In March, Facebook finishes a year-long process to migrate all existing Facebook apps to their v2 framework. This allows for consumers to have much more control about the data they share with companies when they use social login.
Why has Facebook made these changes, and what do they mean for your social media strategy?
As human beings, we’re naturally social. But with data all over the digital landscape, most people value increased privacy, too.
So it’s no surprise that these days, many people are wary about who has their data, and what data is out there about themselves.
In response, Facebook has made big changes. The v2 app framework allows users to control, on a line-by-line basis, the data they share with the app owner. That means companies requesting data must provide real, substantive value for their customers, in exchange for permission to collect data.
Millions of companies have built Facebook apps to integrate into Facebook, and to support social login on their own websites and mobile apps. These brands won’t automatically be able to get the same demographic and psychographic data about their users that they had been able to access before. With Facebook’s new app, users have the ability to opt out of sharing any data beyond their basic profile.
If your company is among them, you must now be even more strategic about how you plan to use that customer information to improve the user experience across your digital properties.
People want their privacy and they are concerned about how their data will be used by various sites and apps when they give too many permissions. But they also expect a truly personalized experience on these properties as they seamlessly move from smartphones to tablets, desktop computers or other devices.
So how do you make everyone happy?
When customers are recognized as individuals online, they’re happy and engaged. And marketers are happy when customers are happy and engaged. But there’s still the matter of Facebook limiting access to its data in its upcoming v2 app migration. Having a customer identity management strategy can help.

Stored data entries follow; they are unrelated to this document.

use crate::config::FilterConfig;

/// `limit` value meaning "no limit"
pub const UNBOUNDED: i64 = -1;

/// Canonical (limit, offset, page) triple.
#[derive(Debug, Clone, Copy, PartialEq, Eq)]
pub struct Pagination {
    pub limit: i64,
    pub offset: i64,
    pub page: i64,
}

/// Query shape a pagination spec compiles to.
#[derive(Debug, Clone, Copy, PartialEq, Eq)]
pub enum PageWindow {
    /// `LIMIT limit OFFSET offset`, with a total count
    Paged { limit: i64, offset: i64 },
    /// No limit or offset clause
    Unbounded,
    /// `OFFSET offset` without a limit
    UnboundedFrom { offset: i64 },
}

impl Pagination {
    /// Build the triple from raw query values. Explicit values always win
    /// over derived ones.
    pub fn from_params(
        limit: Option<&str>,
        offset: Option<&str>,
        page: Option<&str>,
        config: &FilterConfig,
    ) -> Self {
        let limit = match parse(limit) {
            Some(UNBOUNDED) => UNBOUNDED,
            Some(l) if l >= 0 => l,
            _ => config.default_limit,
        };

        if limit == UNBOUNDED {
            return Self { limit, offset: parse(offset).unwrap_or(0).max(0), page: 0 };
        }

        let limit = match config.max_limit {
            Some(max) if limit > max => {
                tracing::warn!("Limit {} exceeds max {}, capping to max", limit, max);
                max
            }
            _ => limit,
        };

        let explicit_offset = parse(offset).map(|o| o.max(0));
        let explicit_page = parse(page).map(|p| p.max(0));

        let (offset, explicit_page) = match explicit_offset {
            Some(offset) => (offset, explicit_page),
            None => match explicit_page.unwrap_or(0).checked_mul(limit) {
                Some(offset) => (offset, explicit_page),
                None => {
                    tracing::warn!("Page {:?} overflows the offset, using the first page", explicit_page);
                    (0, None)
                }
            },
        };
        let page = match explicit_page {
            Some(page) => page,
            None if limit > 0 => offset / limit,
            None => 0,
        };

        Self { limit, offset, page }
    }

    pub fn is_unbounded(&self) -> bool {
        self.limit == UNBOUNDED
    }

    pub fn window(&self) -> PageWindow {
        match (self.is_unbounded(), self.offset) {
            (true, 0) => PageWindow::Unbounded,
            (true, offset) => PageWindow::UnboundedFrom { offset },
            (false, offset) => PageWindow::Paged { limit: self.limit, offset },
        }
    }
}

impl PageWindow {
    pub fn to_sql(&self) -> String {
        match self {
            PageWindow::Paged { limit, offset } => format!("LIMIT {} OFFSET {}", limit, offset),
            PageWindow::Unbounded => String::new(),
            PageWindow::UnboundedFrom { offset } => format!("OFFSET {}", offset),
        }
    }

    pub fn is_paged(&self) -> bool {
        matches!(self, PageWindow::Paged { .. })
    }
}

fn parse(value: Option<&str>) -> Option<i64> {
    value.map(str::trim).filter(|v| !v.is_empty()).and_then(|v| v.parse().ok())
}

#[cfg(test)]
mod tests {
    use super::*;

    fn paginate(limit: Option<&str>, offset: Option<&str>, page: Option<&str>) -> Pagination {
        Pagination::from_params(limit, offset, page, &FilterConfig::default())
    }

    #[test]
    fn defaults_to_first_page_of_twenty() {
        assert_eq!(paginate(None, None, None), Pagination { limit: 20, offset: 0, page: 0 });
    }

    #[test]
    fn page_derives_offset() {
        assert_eq!(paginate(Some("10"), None, Some("3")), Pagination { limit: 10, offset: 30, page: 3 });
    }

    #[test]
    fn offset_derives_page() {
        assert_eq!(paginate(Some("10"), Some("25"), None), Pagination { limit: 10, offset: 25, page: 2 });
    }

    #[test]
    fn explicit_offset_and_page_both_win() {
        assert_eq!(paginate(Some("10"), Some("5"), Some("7")), Pagination { limit: 10, offset: 5, page: 7 });
    }

    #[test]
    fn unbounded_without_offset_has_no_clause() {
        let p = paginate(Some("-1"), None, Some("4"));
        assert_eq!(p, Pagination { limit: -1, offset: 0, page: 0 });
        assert_eq!(p.window(), PageWindow::Unbounded);
        assert_eq!(p.window().to_sql(), "");
    }

    #[test]
    fn unbounded_with_offset_keeps_offset_only() {
        let p = paginate(Some("-1"), Some("5"), None);
        assert_eq!(p, Pagination { limit: -1, offset: 5, page: 0 });
        assert_eq!(p.window(), PageWindow::UnboundedFrom { offset: 5 });
        assert_eq!(p.window().to_sql(), "OFFSET 5");
    }

    #[test]
    fn garbage_falls_back_to_defaults() {
        assert_eq!(paginate(Some("abc"), Some("x"), Some("")), Pagination { limit: 20, offset: 0, page: 0 });
        assert_eq!(paginate(Some("-7"), Some("-3"), None), Pagination { limit: 20, offset: 0, page: 0 });
    }

    #[test]
    fn zero_limit_stays_on_page_zero() {
        assert_eq!(paginate(Some("0"), Some("9"), None), Pagination { limit: 0, offset: 9, page: 0 });
    }

    #[test]
    fn max_limit_caps_bounded_pages_only() {
        let config = FilterConfig { max_limit: Some(50), ..FilterConfig::default() };
        let capped = Pagination::from_params(Some("500"), None, Some("2"), &config);
        assert_eq!(capped, Pagination { limit: 50, offset: 100, page: 2 });
        let unbounded = Pagination::from_params(Some("-1"), None, None, &config);
        assert!(unbounded.is_unbounded());
    }

    #[test]
    fn overflowing_page_falls_back_to_first_page() {
        assert_eq!(
            paginate(Some("20"), None, Some("922337203685477580")),
            Pagination { limit: 20, offset: 0, page: 0 }
        );
        let huge = i64::MAX.to_string();
        assert_eq!(
            paginate(Some(&huge), None, Some("2")),
            Pagination { limit: i64::MAX, offset: 0, page: 0 }
        );
    }

    #[test]
    fn paged_window_renders_limit_and_offset() {
        assert_eq!(paginate(Some("10"), None, Some("1")).window().to_sql(), "LIMIT 10 OFFSET 10");
    }
}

Businesses must determine what their customer engagement objectives are, so they can determine the right pieces of data to collect from those customers. It’s tempting to ask for everything, but it provides little utility to the marketer unless they have a clear vision for how that data will be used, and does little to instill confidence in customers who are wary of sharing precious personal data with companies who they may not trust to use it wisely. But, with a little planning, collecting the accurate customer profile data you need to power a more personalized marketing experience can easily be done. Once you’ve established a roadmap to putting customer data to work in meaningful ways, you’ll be able to build and maintain valuable social data assets that can power personalized marketing efforts across multiple platforms.
When done right, it works—customers are willing to give you access to their data in return for more relevant content and offers. Ultimately, with customer trust and the data you need to delight, you’ll be able to build and maintain valuable customer relationships—and more of them, over time.
That’s good for customers—and good for marketers.